### Exercise directions
The required output is the line containing "assert_eq!(r.read_i8().unwrap(), -1);" followed by every later line through the end of the data, all reproduced exactly.

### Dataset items
//! Utilities for decoding from and encoding into bytes.
//!
//! This module defines zero-copy (de)serialization traits, [`ToBytes`] and [`FromBytes`], as well
//! as the helper structs [`ByteWriter`] and [`ByteReader`], which wrap a `&mut [u8]` or `&[u8]`
//! and offer useful utilities to read and write values.
//!
//! All types that end up getting transmitted over the air implement [`ToBytes`] and [`FromBytes`]:
//! the mesh packet header, and the sub-headers the link, group, bundle, emergency and geographic
//! layers embed in packet payloads. Everything on the wire is little-endian and unpadded.
//!
//! [`ToBytes`]: trait.ToBytes.html
//! [`FromBytes`]: trait.FromBytes.html
//! [`ByteWriter`]: struct.ByteWriter.html
//! [`ByteReader`]: struct.ByteReader.html

use crate::Error;
use byteorder::{ByteOrder, LittleEndian};
use core::mem;

/// Wrapper around a byte slice that can be used to encode data into bytes.
///
/// All `write_*` methods on this type will return `Error::Eof` when the underlying buffer slice is
/// full.
pub struct ByteWriter<'a>(&'a mut [u8]);

impl<'a> ByteWriter<'a> {
    /// Creates a writer that will write to `buf`.
    pub fn new(buf: &'a mut [u8]) -> Self {
        ByteWriter(buf)
    }

    /// Consumes `self` and returns the part of the contained buffer that has not yet been written
    /// to.
    pub fn into_rest(self) -> &'a mut [u8] {
        self.0
    }

    /// Returns the number of bytes that can be written to `self` until it is full.
    pub fn space_left(&self) -> usize {
        self.0.len()
    }

    /// Skips the given number of bytes in the output data without writing anything there.
    ///
    /// If the skipped bytes are not filled in by other code they will contain whatever data the
    /// buffer held before.
    pub fn skip(&mut self, bytes: usize) -> Result<(), Error> {
        if self.space_left() < bytes {
            Err(Error::Eof)
        } else {
            let this = mem::take(&mut self.0);
            self.0 = &mut this[bytes..];
            Ok(())
        }
    }

    /// Writes all bytes from `other` to `self`.
    ///
    /// Returns `Error::Eof` when `self` does not have enough space left to fit `other`. In that
    /// case, `self` will not be modified.
    pub fn write_slice(&mut self, other: &[u8]) -> Result<(), Error> {
        if self.space_left() < other.len() {
            Err(Error::Eof)
        } else {
            self.0[..other.len()].copy_from_slice(other);
            let this = mem::take(&mut self.0);
            self.0 = &mut this[other.len()..];
            Ok(())
        }
    }

    /// Writes a single byte to `self`.
    ///
    /// Returns `Error::Eof` when no space is left.
    pub fn write_u8(&mut self, byte: u8) -> Result<(), Error> {
        self.write_slice(&[byte])
    }

    /// Writes an `i8` to `self`.
    pub fn write_i8(&mut self, value: i8) -> Result<(), Error> {
        self.write_u8(value as u8)
    }

    /// Writes a `u16` to `self`, using Little Endian byte order.
    pub fn write_u16_le(&mut self, value: u16) -> Result<(), Error> {
        let mut bytes = [0; 2];
        LittleEndian::write_u16(&mut bytes, value);
        self.write_slice(&bytes)
    }

    /// Writes an `i16` to `self`, using Little Endian byte order.
    pub fn write_i16_le(&mut self, value: i16) -> Result<(), Error> {
        self.write_u16_le(value as u16)
    }

    /// Writes a `u32` to `self`, using Little Endian byte order.
    pub fn write_u32_le(&mut self, value: u32) -> Result<(), Error> {
        let mut bytes = [0; 4];
        LittleEndian::write_u32(&mut bytes, value);
        self.write_slice(&bytes)
    }

    /// Writes an `i32` to `self`, using Little Endian byte order.
    pub fn write_i32_le(&mut self, value: i32) -> Result<(), Error> {
        self.write_u32_le(value as u32)
    }
}

/// Allows reading values from a borrowed byte slice.
pub struct ByteReader<'a>(&'a [u8]);

impl<'a> ByteReader<'a> {
    /// Creates a new `ByteReader` that will read from the given byte slice.
    pub fn new(bytes: &'a [u8]) -> Self {
        ByteReader(bytes)
    }

    /// Returns a reference to the raw bytes in `self`, without advancing `self` or reading any
    /// data.
    pub fn as_raw_bytes(&self) -> &'a [u8] {
        self.0
    }

    /// Consumes `self` and returns the part of the contained buffer that has not yet been read
    /// from.
    pub fn into_rest(self) -> &'a [u8] {
        self.0
    }

    /// Skips the given number of bytes in the input data without inspecting them.
    pub fn skip(&mut self, bytes: usize) -> Result<(), Error> {
        if self.bytes_left() < bytes {
            Err(Error::Eof)
        } else {
            self.0 = &self.0[bytes..];
            Ok(())
        }
    }

    /// Returns the number of bytes that can still be read from `self`.
    pub fn bytes_left(&self) -> usize {
        self.0.len()
    }

    /// Returns whether `self` is at the end of the underlying buffer (EOF).
    pub fn is_empty(&self) -> bool {
        self.0.is_empty()
    }

    /// Reads a byte slice of length `len` from `self`.
    ///
    /// If `self` contains less than `len` bytes, `Error::Eof` will be returned and `self` will not
    /// be modified.
    pub fn read_slice(&mut self, len: usize) -> Result<&'a [u8], Error> {
        if self.bytes_left() < len {
            Err(Error::Eof)
        } else {
            let slice = &self.0[..len];
            self.0 = &self.0[len..];
            Ok(slice)
        }
    }

    /// Reads a byte-array-like type `S` from `self`.
    ///
    /// `S` must implement `Default` and `AsMut<[u8]>`, which allows using arrays up to 32 bytes.
    pub fn read_array<S>(&mut self) -> Result<S, Error>
    where
        S: Default + AsMut<[u8]>,
    {
        let mut buf = S::default();
        let slice = buf.as_mut();
        if self.bytes_left() < slice.len() {
            return Err(Error::Eof);
        }

        slice.copy_from_slice(&self.0[..slice.len()]);
        self.0 = &self.0[slice.len()..];
        Ok(buf)
    }

    /// Reads the remaining bytes from `self`.
    pub fn read_rest(&mut self) -> &'a [u8] {
        let rest = self.0;
        self.0 = &[];
        rest
    }

    /// Reads a single byte from `self`.
    ///
    /// Returns `Error::Eof` when `self` is empty.
    pub fn read_u8(&mut self) -> Result<u8, Error> {
        Ok(self.read_array::<[u8; 1]>()?[0])
    }

    /// Reads an `i8` from `self`.
    pub fn read_i8(&mut self) -> Result<i8, Error> {
        Ok(self.read_u8()? as i8)
    }

    /// Reads a `u16` from `self`, using Little Endian byte order.
    pub fn read_u16_le(&mut self) -> Result<u16, Error> {
        Ok(LittleEndian::read_u16(self.read_slice(2)?))
    }

    /// Reads an `i16` from `self`, using Little Endian byte order.
    pub fn read_i16_le(&mut self) -> Result<i16, Error> {
        Ok(self.read_u16_le()? as i16)
    }

    /// Reads a `u32` from `self`, using Little Endian byte order.
    pub fn read_u32_le(&mut self) -> Result<u32, Error> {
        Ok(LittleEndian::read_u32(self.read_slice(4)?))
    }

    /// Reads an `i32` from `self`, using Little Endian byte order.
    pub fn read_i32_le(&mut self) -> Result<i32, Error> {
        Ok(self.read_u32_le()? as i32)
    }
}

/// Trait for encoding a value into a byte buffer.
pub trait ToBytes {
    /// Converts `self` to bytes and writes them into `writer`, advancing `writer` to point past
    /// the encoded value.
    ///
    /// If `writer` does not contain enough space, an error will be returned and the state of the
    /// buffer is unspecified (eg. `self` may be partially written into `writer`).
    fn to_bytes(&self, writer: &mut ByteWriter<'_>) -> Result<(), Error>;
}

/// Trait for decoding values from a byte slice.
pub trait FromBytes<'a>: Sized {
    /// Decode a `Self` from a byte slice, advancing `bytes` to point past the data that was read.
    ///
    /// If `bytes` contains data not valid for the target type, or contains an insufficient number
    /// of bytes, an error will be returned and the state of `bytes` is unspecified (it can point
    /// to arbitrary data).
    fn from_bytes(bytes: &mut ByteReader<'a>) -> Result<Self, Error>;
}

impl<'a> ToBytes for &'a [u8] {
    fn to_bytes(&self, writer: &mut ByteWriter<'_>) -> Result<(), Error> {
        writer.write_slice(self)
    }
}

impl<'a> FromBytes<'a> for &'a [u8] {
    fn from_bytes(bytes: &mut ByteReader<'a>) -> Result<Self, Error> {
        Ok(bytes.read_rest())
    }
}

#[cfg(test)]
mod tests {
    use super::*;

    #[test]
    fn writer_eof_leaves_buffer_untouched() {
        let mut buf = [0xAA; 4];
        let mut w = ByteWriter::new(&mut buf);
        w.write_u16_le(0x1234).unwrap();
        assert_eq!(w.write_slice(&[1, 2, 3]), Err(Error::Eof));
        assert_eq!(w.space_left(), 2);
        w.write_u16_le(0x5678).unwrap();
        assert_eq!(buf, [0x34, 0x12, 0x78, 0x56]);
    }

    #[test]
    fn reader_round_trip() {
        let mut buf = [0; 13];
        {
            let mut w = ByteWriter::new(&mut buf);
            w.write_u8(0xFE).unwrap();
            w.write_u32_le(0xDEAD_BEEF).unwrap();
            w.write_i32_le(-123_456_789).unwrap();
            w.write_i16_le(-42).unwrap();
            w.write_i8(-1).unwrap();
            w.write_u8(7).unwrap();
            assert_eq!(w.space_left(), 0);
        }

        let mut r = ByteReader::new(&buf);
        assert_eq!(r.read_u8().unwrap(), 0xFE);
        assert_eq!(r.read_u32_le().unwrap(), 0xDEAD_BEEF);
        assert_eq!(r.read_i32_le().unwrap(), -123_456_789);
        assert_eq!(r.read_i16_le().unwrap(), -42);
        assert_eq!(r.read_i8().unwrap(), -1);
        assert_eq!(r.read_u8().unwrap(), 7);
        assert!(r.is_empty());
        assert_eq!(r.read_u8(), Err(Error::Eof));
    }
}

### Result of this exercise
        assert_eq!(r.read_i8().unwrap(), -1);
        assert_eq!(r.read_u8().unwrap(), 7);
        assert!(r.is_empty());
        assert_eq!(r.read_u8(), Err(Error::Eof));
    }
}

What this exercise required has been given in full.